Sunday, August 1, 2021

My Hornbook Review of Mary Anne Franks' Constitutional Critique

 


The new review of mine that has popped up at 3:16 AM is of Mary Anne Franks' ferocious attack on white male supremacy, and its alleged support by not only gun groups like the NRA but free speech advocates like the ACLU. It's a fun-to-read polemic.

Franks is right about the cult and the disgustingness of the current GOP, but I think she misses constitutional flaws that can't be found in the First and Second Amendments. She also puts too much faith in the Declaration of Independence and the Fourteenth Amendment. (That's a bit cultish too, IMO.) 

Take a look! 

Thursday, June 3, 2021

The Third Chapter of My Hornbook of Democracy Book Reviews

 


My review of Adam Jentleson's new book on the evils of the U.S. Senate, its leaders, and, in particular, its Filibuster is now up at 3:16 AM. It can be found here

Monday, May 17, 2021

The Second Chapter of My Hornbook of Democracy Book Reviews is on Constitutional Idolatry

 

My review of Brian Christopher Jones' 2020 book on constitutional idolatry https://www.3-16am.co.uk/.../2-brian-christopher-jones... has just been published as the second chapter of my Hornbook of Democracy Book Reviews at 3:16 AM: Chapter 2.


Saturday, April 17, 2021

A Hornbook of Democracy Book Reviews

 


Richard Marshall has generously offered me a place to review books on democratic theory at his 3:16 AM site. My first review, of Lee Drutman's Two-Party Doom Loop is now up. 

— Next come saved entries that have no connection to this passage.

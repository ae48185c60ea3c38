//! # tao-executor
//!
//! Tao 调度框架的通用任务执行器.
//!
//! - [`Executor`]: 固定大小的工作线程池. 每个任务携带就绪判定与优先级比较,
//!   执行器维护 "未就绪" 与 "就绪" 两个队列, 在任意任务完成后重新评估未就绪任务.
//! - [`FrameProgress`]: 单调递增的帧进度计数器, 供后续帧等待参考帧解码到指定行.
//!
//! 执行器对任务内容一无所知, 具体语义由 [`TaskCallbacks`] 的实现方提供.
//!
//! ## 使用示例
//!
//! ```rust
//! use std::sync::atomic::{AtomicUsize, Ordering};
//! use std::sync::Arc;
//! use tao_core::TaoResult;
//! use tao_executor::{Executor, ExecutorHandle, TaskCallbacks};
//!
//! struct Sum(Arc<AtomicUsize>);
//!
//! impl TaskCallbacks for Sum {
//!     type Task = usize;
//!     type Local = ();
//!
//!     fn local_context(&self) -> Self::Local {}
//!
//!     fn priority_higher(&self, a: &usize, b: &usize) -> bool {
//!         a < b
//!     }
//!
//!     fn ready(&self, _task: &usize) -> bool {
//!         true
//!     }
//!
//!     fn run(
//!         &self,
//!         task: usize,
//!         _local: &mut (),
//!         _executor: &ExecutorHandle<Self>,
//!     ) -> TaoResult<()> {
//!         self.0.fetch_add(task, Ordering::SeqCst);
//!         Ok(())
//!     }
//! }
//!
//! let total = Arc::new(AtomicUsize::new(0));
//! let executor = Executor::new(Sum(Arc::clone(&total)), 2).unwrap();
//! for i in 1..=4 {
//!     executor.submit(i);
//! }
//! executor.shutdown();
//! ```

pub mod executor;
pub mod progress;
mod queue;

pub use executor::{Executor, ExecutorHandle, TaskCallbacks};
pub use progress::{FrameProgress, PROGRESS_DONE};
//! 图像的 CTU 划分与 slice/入口点布局.
//!
//! 解码前端用 [`PictureLayout`] 描述一帧: 图像尺寸、CTU 尺寸、是否启用熵编码同步,
//! 以及每个 slice 按解码顺序包含的 CTU 和入口点划分.
//!
//! 不被任何 slice 覆盖的 CTU 是合法输入, 表示该区域的 slice 数据缺失,
//! 由帧协调器在解析任务排空后检测.

use std::ops::Range;

use tao_core::{CtuPos, TaoError, TaoResult};

/// 一个 slice 的 CTU 列表与入口点
#[derive(Debug, Clone, PartialEq, Eq)]
pub struct SliceLayout {
    /// 按解码顺序排列的 CTU
    pub ctus: Vec<CtuPos>,
    /// 入口点, 每个是 `ctus` 上的连续区间
    pub entry_points: Vec<Range<usize>>,
}

impl SliceLayout {
    /// slice 首个 CTU 所在行
    pub fn first_row(&self) -> i32 {
        self.ctus.first().map(|pos| pos.y).unwrap_or(0)
    }

    /// 按 CTU 所在行切分入口点 (熵编码同步模式)
    fn split_rows(ctus: Vec<CtuPos>) -> Self {
        let mut entry_points = Vec::new();
        let mut start = 0;
        for i in 1..=ctus.len() {
            if i == ctus.len() || ctus[i].y != ctus[start].y {
                entry_points.push(start..i);
                start = i;
            }
        }
        Self { ctus, entry_points }
    }

    fn whole(ctus: Vec<CtuPos>) -> Self {
        let entry_points = if ctus.is_empty() {
            Vec::new()
        } else {
            vec![0..ctus.len()]
        };
        Self { ctus, entry_points }
    }
}

/// 一帧的 CTU 布局
#[derive(Debug, Clone, PartialEq, Eq)]
pub struct PictureLayout {
    /// 亮度宽度 (样本)
    pub width: u32,
    /// 亮度高度 (样本)
    pub height: u32,
    /// CTU 尺寸的 log2 (5..=7)
    pub ctu_log2: u8,
    /// 熵编码同步 (波前并行解析)
    pub entropy_sync: bool,
    pub slices: Vec<SliceLayout>,
}

impl PictureLayout {
    /// 单 slice, 光栅扫描. 同步模式下每行一个入口点
    pub fn single_slice(width: u32, height: u32, ctu_log2: u8, entropy_sync: bool) -> Self {
        Self::raster_slices(width, height, ctu_log2, entropy_sync, 1)
    }

    /// 把光栅顺序的 CTU 尽量均分为 `slice_count` 个 slice
    pub fn raster_slices(
        width: u32,
        height: u32,
        ctu_log2: u8,
        entropy_sync: bool,
        slice_count: usize,
    ) -> Self {
        let mut layout = Self {
            width,
            height,
            ctu_log2,
            entropy_sync,
            slices: Vec::new(),
        };
        let (w, h) = (layout.width_ctus() as i32, layout.height_ctus() as i32);
        let all: Vec<CtuPos> = (0..h)
            .flat_map(|y| (0..w).map(move |x| CtuPos::new(x, y)))
            .collect();
        let slice_count = slice_count.clamp(1, all.len().max(1));
        let per_slice = all.len().div_ceil(slice_count).max(1);
        layout.slices = all
            .chunks(per_slice)
            .map(|chunk| {
                if entropy_sync {
                    SliceLayout::split_rows(chunk.to_vec())
                } else {
                    SliceLayout::whole(chunk.to_vec())
                }
            })
            .collect();
        layout
    }

    /// 去掉某个 CTU, 模拟该区域的 slice 数据缺失
    pub fn without_ctu(mut self, pos: CtuPos) -> Self {
        for slice in &mut self.slices {
            let Some(index) = slice.ctus.iter().position(|&p| p == pos) else {
                continue;
            };
            slice.ctus.remove(index);
            slice.entry_points = slice
                .entry_points
                .iter()
                .filter_map(|range| {
                    let start = if range.start > index {
                        range.start - 1
                    } else {
                        range.start
                    };
                    let end = if range.end > index {
                        range.end - 1
                    } else {
                        range.end
                    };
                    (start < end).then_some(start..end)
                })
                .collect();
        }
        self.slices.retain(|slice| !slice.ctus.is_empty());
        self
    }

    /// CTU 边长 (样本)
    pub fn ctu_size(&self) -> u32 {
        1 << self.ctu_log2
    }

    /// 网格宽度 (CTU)
    pub fn width_ctus(&self) -> u32 {
        self.width.div_ceil(self.ctu_size())
    }

    /// 网格高度 (CTU)
    pub fn height_ctus(&self) -> u32 {
        self.height.div_ceil(self.ctu_size())
    }

    /// CTU 总数
    pub fn ctu_count(&self) -> usize {
        self.width_ctus() as usize * self.height_ctus() as usize
    }

    /// 建立 CTU 光栅序号到 slice 下标的映射, 同时校验布局
    ///
    /// 拒绝: 空图像、非法 CTU 尺寸、网格外的 CTU、被两个 slice 重复占用的 CTU、
    /// 空的或越界的入口点、未覆盖全部 CTU 或相互重叠的入口点.
    pub fn slice_map(&self) -> TaoResult<Vec<Option<u32>>> {
        if self.width == 0 || self.height == 0 {
            return Err(TaoError::InvalidArgument(format!(
                "图像尺寸无效: {}x{}",
                self.width, self.height
            )));
        }
        if !(5..=7).contains(&self.ctu_log2) {
            return Err(TaoError::InvalidArgument(format!(
                "CTU 尺寸 log2 必须在 5..=7 之间, 实际 {}",
                self.ctu_log2
            )));
        }

        let (w, h) = (self.width_ctus() as i32, self.height_ctus() as i32);
        let mut map = vec![None; self.ctu_count()];
        for (slice_idx, slice) in self.slices.iter().enumerate() {
            for &pos in &slice.ctus {
                if pos.x < 0 || pos.y < 0 || pos.x >= w || pos.y >= h {
                    return Err(TaoError::InvalidData(format!(
                        "slice {slice_idx} 的 CTU {pos} 超出 {w}x{h} 网格"
                    )));
                }
                let cell = &mut map[pos.raster_index(w)];
                if cell.is_some() {
                    return Err(TaoError::InvalidData(format!(
                        "CTU {pos} 被多个 slice 占用"
                    )));
                }
                *cell = Some(slice_idx as u32);
            }

            let mut covered = 0;
            for (ep_idx, range) in slice.entry_points.iter().enumerate() {
                if range.start != covered
                    || range.end <= range.start
                    || range.end > slice.ctus.len()
                {
                    return Err(TaoError::InvalidData(format!(
                        "slice {slice_idx} 的入口点 {ep_idx} 区间无效: {range:?}"
                    )));
                }
                covered = range.end;
            }
            if covered != slice.ctus.len() {
                return Err(TaoError::InvalidData(format!(
                    "slice {slice_idx} 的入口点未覆盖全部 {} 个 CTU",
                    slice.ctus.len()
                )));
            }
        }
        Ok(map)
    }

    /// 校验布局
    pub fn validate(&self) -> TaoResult<()> {
        self.slice_map().map(|_| ())
    }
}
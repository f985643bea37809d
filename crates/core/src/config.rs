use std::fs;
use std::path::{Path, PathBuf};

use serde::{Deserialize, Serialize};
use thiserror::Error;

/// Numeric tolerances and playback defaults used by the mapping engine.
#[derive(Debug, Clone, PartialEq, Serialize, Deserialize)]
#[serde(default)]
pub struct EngineSettings {
    // Evaluation
    pub opacity_epsilon: f64,
    pub physics_epsilon: f64,
    pub min_bpm: f64,

    // Playback
    pub default_bpm: f64,
    pub target_fps: u32,
}

impl Default for EngineSettings {
    fn default() -> Self {
        Self {
            opacity_epsilon: 0.001,
            physics_epsilon: 1e-4,
            min_bpm: 1.0,
            default_bpm: 120.0,
            target_fps: 60,
        }
    }
}

/// Configuration manager for engine settings.
/// Settings are stored as versioned JSON, `lumen.json` in the working
/// directory by default.
pub struct ConfigManager {
    config_path: PathBuf,
    settings: EngineSettings,
    created_at: Option<String>,
}

/// Available configuration options with validation
#[derive(Debug, Clone, Serialize, Deserialize)]
pub struct ConfigSchema {
    pub engine: EngineConfigSchema,
    pub playback: PlaybackConfigSchema,
}

#[derive(Debug, Clone, Serialize, Deserialize)]
pub struct EngineConfigSchema {
    pub opacity_epsilon: ConfigOption<f64>,
    pub physics_epsilon: ConfigOption<f64>,
    pub min_bpm: ConfigOption<f64>,
}

#[derive(Debug, Clone, Serialize, Deserialize)]
pub struct PlaybackConfigSchema {
    pub default_bpm: ConfigOption<f64>,
    pub target_fps: ConfigOption<u32>,
}

/// Configuration option with validation and available choices
#[derive(Debug, Clone, Serialize, Deserialize)]
pub struct ConfigOption<T> {
    pub default: T,
    pub valid_range: Option<(T, T)>,
    pub valid_choices: Option<Vec<T>>,
    pub description: String,
}

impl<T: PartialOrd + Copy> ConfigOption<T> {
    fn check(&self, name: &str, value: T, errors: &mut Vec<String>)
    where
        T: std::fmt::Debug,
    {
        if let Some((min, max)) = self.valid_range {
            if !(value >= min && value <= max) {
                errors.push(format!("{} must be between {:?} and {:?}", name, min, max));
            }
        }
        if let Some(choices) = &self.valid_choices {
            if !choices.iter().any(|c| *c == value) {
                errors.push(format!("{} must be one of: {:?}", name, choices));
            }
        }
    }
}

/// Persisted configuration file format
#[derive(Debug, Clone, Serialize, Deserialize)]
pub struct ConfigFile {
    pub version: String,
    pub settings: EngineSettings,
    pub created_at: String,
    pub modified_at: String,
}

impl ConfigManager {
    /// Create a new configuration manager
    /// If no path is provided, defaults to 'lumen.json' in the current working directory
    pub fn new(config_path: Option<PathBuf>) -> Self {
        let config_path = config_path.unwrap_or_else(|| PathBuf::from("lumen.json"));

        Self {
            config_path,
            settings: EngineSettings::default(),
            created_at: None,
        }
    }

    /// Load settings from configuration file
    /// Writes a default file if none exists yet
    pub fn load(&mut self) -> Result<EngineSettings, ConfigError> {
        if !self.config_path.exists() {
            self.save()?;
            return Ok(self.settings.clone());
        }

        let content = fs::read_to_string(&self.config_path)
            .map_err(|e| ConfigError::ReadError(e.to_string()))?;

        let config_file: ConfigFile =
            serde_json::from_str(&content).map_err(|e| ConfigError::ParseError(e.to_string()))?;

        if config_file.version != env!("CARGO_PKG_VERSION") {
            log::warn!(
                "Config file version {} doesn't match engine version {}, new settings use defaults",
                config_file.version,
                env!("CARGO_PKG_VERSION")
            );
        }

        Self::validate_settings(&config_file.settings).map_err(ConfigError::ValidationError)?;

        self.settings = config_file.settings;
        self.created_at = Some(config_file.created_at);
        Ok(self.settings.clone())
    }

    /// Save current settings to configuration file
    pub fn save(&self) -> Result<(), ConfigError> {
        if let Some(parent) = self.config_path.parent() {
            if parent != Path::new("") && parent != Path::new(".") {
                fs::create_dir_all(parent).map_err(|e| ConfigError::WriteError(e.to_string()))?;
            }
        }

        let now = chrono::Utc::now().to_rfc3339();
        let config_file = ConfigFile {
            version: env!("CARGO_PKG_VERSION").to_string(),
            settings: self.settings.clone(),
            created_at: self.created_at.clone().unwrap_or_else(|| now.clone()),
            modified_at: now,
        };

        let content = serde_json::to_string_pretty(&config_file)
            .map_err(|e| ConfigError::SerializeError(e.to_string()))?;

        fs::write(&self.config_path, content).map_err(|e| ConfigError::WriteError(e.to_string()))?;

        log::debug!("Saved engine settings to {}", self.config_path.display());
        Ok(())
    }

    /// Update settings and save to file
    pub fn update_settings(&mut self, settings: EngineSettings) -> Result<(), ConfigError> {
        Self::validate_settings(&settings).map_err(ConfigError::ValidationError)?;
        self.settings = settings;
        self.save()
    }

    pub fn settings(&self) -> &EngineSettings {
        &self.settings
    }

    pub fn config_path(&self) -> &Path {
        &self.config_path
    }

    /// Get configuration schema with available options
    pub fn schema() -> ConfigSchema {
        let defaults = EngineSettings::default();
        ConfigSchema {
            engine: EngineConfigSchema {
                opacity_epsilon: ConfigOption {
                    default: defaults.opacity_epsilon,
                    valid_range: Some((0.0, 0.5)),
                    valid_choices: None,
                    description: "Objects at or below this opacity are not emitted".to_string(),
                },
                physics_epsilon: ConfigOption {
                    default: defaults.physics_epsilon,
                    valid_range: Some((0.0, 1.0)),
                    valid_choices: None,
                    description: "Physics envelope magnitude treated as settled".to_string(),
                },
                min_bpm: ConfigOption {
                    default: defaults.min_bpm,
                    valid_range: Some((0.001, 60.0)),
                    valid_choices: None,
                    description: "Tempo floor used for beat to second conversion".to_string(),
                },
            },
            playback: PlaybackConfigSchema {
                default_bpm: ConfigOption {
                    default: defaults.default_bpm,
                    valid_range: Some((1.0, 999.0)),
                    valid_choices: None,
                    description: "Tempo used when the caller does not supply one".to_string(),
                },
                target_fps: ConfigOption {
                    default: defaults.target_fps,
                    valid_range: None,
                    valid_choices: Some(vec![24, 25, 30, 48, 50, 60, 90, 120]),
                    description: "Frames per second for offline rendering".to_string(),
                },
            },
        }
    }

    /// Validate settings against schema, collecting every violation
    pub fn validate_settings(settings: &EngineSettings) -> Result<(), Vec<String>> {
        let mut errors = Vec::new();
        let schema = Self::schema();

        schema
            .engine
            .opacity_epsilon
            .check("opacity_epsilon", settings.opacity_epsilon, &mut errors);
        schema
            .engine
            .physics_epsilon
            .check("physics_epsilon", settings.physics_epsilon, &mut errors);
        schema.engine.min_bpm.check("min_bpm", settings.min_bpm, &mut errors);
        schema
            .playback
            .default_bpm
            .check("default_bpm", settings.default_bpm, &mut errors);
        schema
            .playback
            .target_fps
            .check("target_fps", settings.target_fps, &mut errors);

        if settings.default_bpm < settings.min_bpm {
            errors.push("default_bpm must not be below min_bpm".to_string());
        }

        if errors.is_empty() {
            Ok(())
        } else {
            Err(errors)
        }
    }

    /// Reset settings to defaults
    pub fn reset_to_defaults(&mut self) -> Result<(), ConfigError> {
        self.settings = EngineSettings::default();
        self.save()
    }
}

/// Configuration error types
#[derive(Debug, Error)]
pub enum ConfigError {
    #[error("Failed to read config file: {0}")]
    ReadError(String),
    #[error("Failed to write config file: {0}")]
    WriteError(String),
    #[error("Failed to parse config file: {0}")]
    ParseError(String),
    #[error("Failed to serialize config: {0}")]
    SerializeError(String),
    #[error("Config validation errors: {}", .0.join(", "))]
    ValidationError(Vec<String>),
}
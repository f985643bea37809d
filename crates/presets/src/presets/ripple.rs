use lumen_core::{
    define_object, AdsrConfig, DefinitionError, InstanceData, ModuleSettings, ObjectDefinition,
    PhysicsEnvelopeConfig, Scale,
};

use super::{key_x, pitch_color};

pub fn default_settings() -> ModuleSettings {
    ModuleSettings::new()
        .with("spread", 0.4)
        .with("rings", 3)
        .with("ring_gap", 0.6)
        .with("expand_rate", 1.5)
        .with("punch", 4.0)
        .with("tension", 180.0)
        .with("friction", 6.0)
        .with("release", 0.8)
}

pub fn definitions() -> Result<Vec<ObjectDefinition>, DefinitionError> {
    let ripple = define_object("ring")
        .with_position(|ctx, settings| {
            Some([key_x(ctx.note.pitch, settings.number("spread", 0.4)), 0.0, 0.0])
        })
        .with_scale(|ctx, settings| {
            let kick = settings.number("punch", 4.0) * ctx.physics_value;
            Some(Scale::Uniform((1.0 + kick).max(0.0)))
        })
        .with_color(|ctx, _| Some(pitch_color(ctx.note.pitch)))
        .with_opacity(|ctx, _| Some(ctx.adsr_amplitude))
        .apply_adsr_with(|_, settings| {
            AdsrConfig::new(0.0, 0.1, 0.8, settings.number("release", 0.8))
        })
        .apply_physics_envelope_with(|note, settings| {
            PhysicsEnvelopeConfig::new(
                settings.number("tension", 180.0),
                settings.number("friction", 6.0),
                note.velocity_unit(),
            )
        })
        .for_each_instance(|_, settings| {
            (0..settings.count("rings", 3))
                .map(|ring| InstanceData::new().with("ring", ring))
                .collect()
        })
        .set_type("ripple")
        .with_position(|ctx, _| Some(ctx.parent_position()))
        .with_scale(|ctx, settings| {
            let ring = ctx.instance_data.number("ring")?;
            let base = ctx.parent.and_then(|p| p.calculated.scale)?.as_vec3()[0];
            let travel = settings.number("expand_rate", 1.5) * ctx.time_since_note_start.max(0.0);
            Some(Scale::Uniform(base + (ring + 1.0) * settings.number("ring_gap", 0.6) + travel))
        })
        .with_color(|ctx, _| ctx.parent.and_then(|p| p.calculated.color.clone()))
        .with_opacity(|ctx, _| {
            let ring = ctx.instance_data.number("ring")?;
            let falloff = 1.0 - ring / (ctx.instance_count as f64 + 1.0);
            Some(ctx.adsr_amplitude * falloff)
        })
        .build()?;

    Ok(vec![ripple])
}
//! Boxed, cloneable callables supplied by content modules.
//!
//! Mappers may keep private state between frames (an `FnMut` closure that
//! owns a cache, for example). Cloning a definition clones every callable
//! together with whatever it captured, so two copies of a content module
//! never share mutable state.

use crate::engine::context::MappingContext;
use crate::midi::MidiNote;
use crate::module::ModuleSettings;

/// A function of the current mapping context and the module's settings.
pub trait ContextFn<T>: Send {
    fn call(&mut self, ctx: &MappingContext<'_>, settings: &ModuleSettings) -> T;
    fn clone_box(&self) -> Box<dyn ContextFn<T>>;
}

impl<T, F> ContextFn<T> for F
where
    F: FnMut(&MappingContext<'_>, &ModuleSettings) -> T + Clone + Send + 'static,
    T: 'static,
{
    fn call(&mut self, ctx: &MappingContext<'_>, settings: &ModuleSettings) -> T {
        (*self)(ctx, settings)
    }

    fn clone_box(&self) -> Box<dyn ContextFn<T>> {
        Box::new(self.clone())
    }
}

impl<T: 'static> Clone for Box<dyn ContextFn<T>> {
    fn clone(&self) -> Self {
        self.clone_box()
    }
}

/// A function of a note and the module's settings. Used where no mapping
/// context exists yet: gating and per-note envelope configuration.
pub trait NoteFn<T>: Send {
    fn call(&mut self, note: &MidiNote, settings: &ModuleSettings) -> T;
    fn clone_box(&self) -> Box<dyn NoteFn<T>>;
}

impl<T, F> NoteFn<T> for F
where
    F: FnMut(&MidiNote, &ModuleSettings) -> T + Clone + Send + 'static,
    T: 'static,
{
    fn call(&mut self, note: &MidiNote, settings: &ModuleSettings) -> T {
        (*self)(note, settings)
    }

    fn clone_box(&self) -> Box<dyn NoteFn<T>> {
        Box::new(self.clone())
    }
}

impl<T: 'static> Clone for Box<dyn NoteFn<T>> {
    fn clone(&self) -> Self {
        self.clone_box()
    }
}

/// Envelope configuration that is either fixed or derived from each note.
pub enum ConfigSource<C> {
    Fixed(C),
    PerNote(Box<dyn NoteFn<C>>),
}

impl<C: Copy + 'static> ConfigSource<C> {
    pub fn resolve(&mut self, note: &MidiNote, settings: &ModuleSettings) -> C {
        match self {
            ConfigSource::Fixed(config) => *config,
            ConfigSource::PerNote(f) => f.call(note, settings),
        }
    }
}

impl<C: Clone + 'static> Clone for ConfigSource<C> {
    fn clone(&self) -> Self {
        match self {
            ConfigSource::Fixed(config) => ConfigSource::Fixed(config.clone()),
            ConfigSource::PerNote(f) => ConfigSource::PerNote(f.clone()),
        }
    }
}

impl<C: std::fmt::Debug> std::fmt::Debug for ConfigSource<C> {
    fn fmt(&self, f: &mut std::fmt::Formatter<'_>) -> std::fmt::Result {
        match self {
            ConfigSource::Fixed(config) => f.debug_tuple("Fixed").field(config).finish(),
            ConfigSource::PerNote(_) => f.write_str("PerNote(..)"),
        }
    }
}

pub type Mapper<T> = Box<dyn ContextFn<Option<T>>>;
pub type Generator = Box<dyn ContextFn<Vec<crate::engine::context::InstanceData>>>;
pub type Gate = Box<dyn NoteFn<bool>>;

https://www.3-16am.co.uk/articles/1-review-of-lee-drutman-s-breaking-the-two-party-doom-loop-the-case-for-multiparty-democracy-in-america?c=a-hornbook-of-democracy-book-reviews

I expect the next three (in some order or other) will be Brian Christopher Jones' Constitutional Idolatry and Democracy, Yascha Mounk's The People vs. Democracy, and the forthcoming  Huemer/Layman "debate book" on whether government authority is an illusion. And, while it's not strictly a book on democracy, I'm thinking I might not be able to resist writing something on Peter Graham's Subjective vs. Objective Moral Wrongness.

Keep an eye out!



Sunday, February 28, 2021

Can Non-partisan Electoral Systems Produce Coherent Policies that are Responsive to the Electorate?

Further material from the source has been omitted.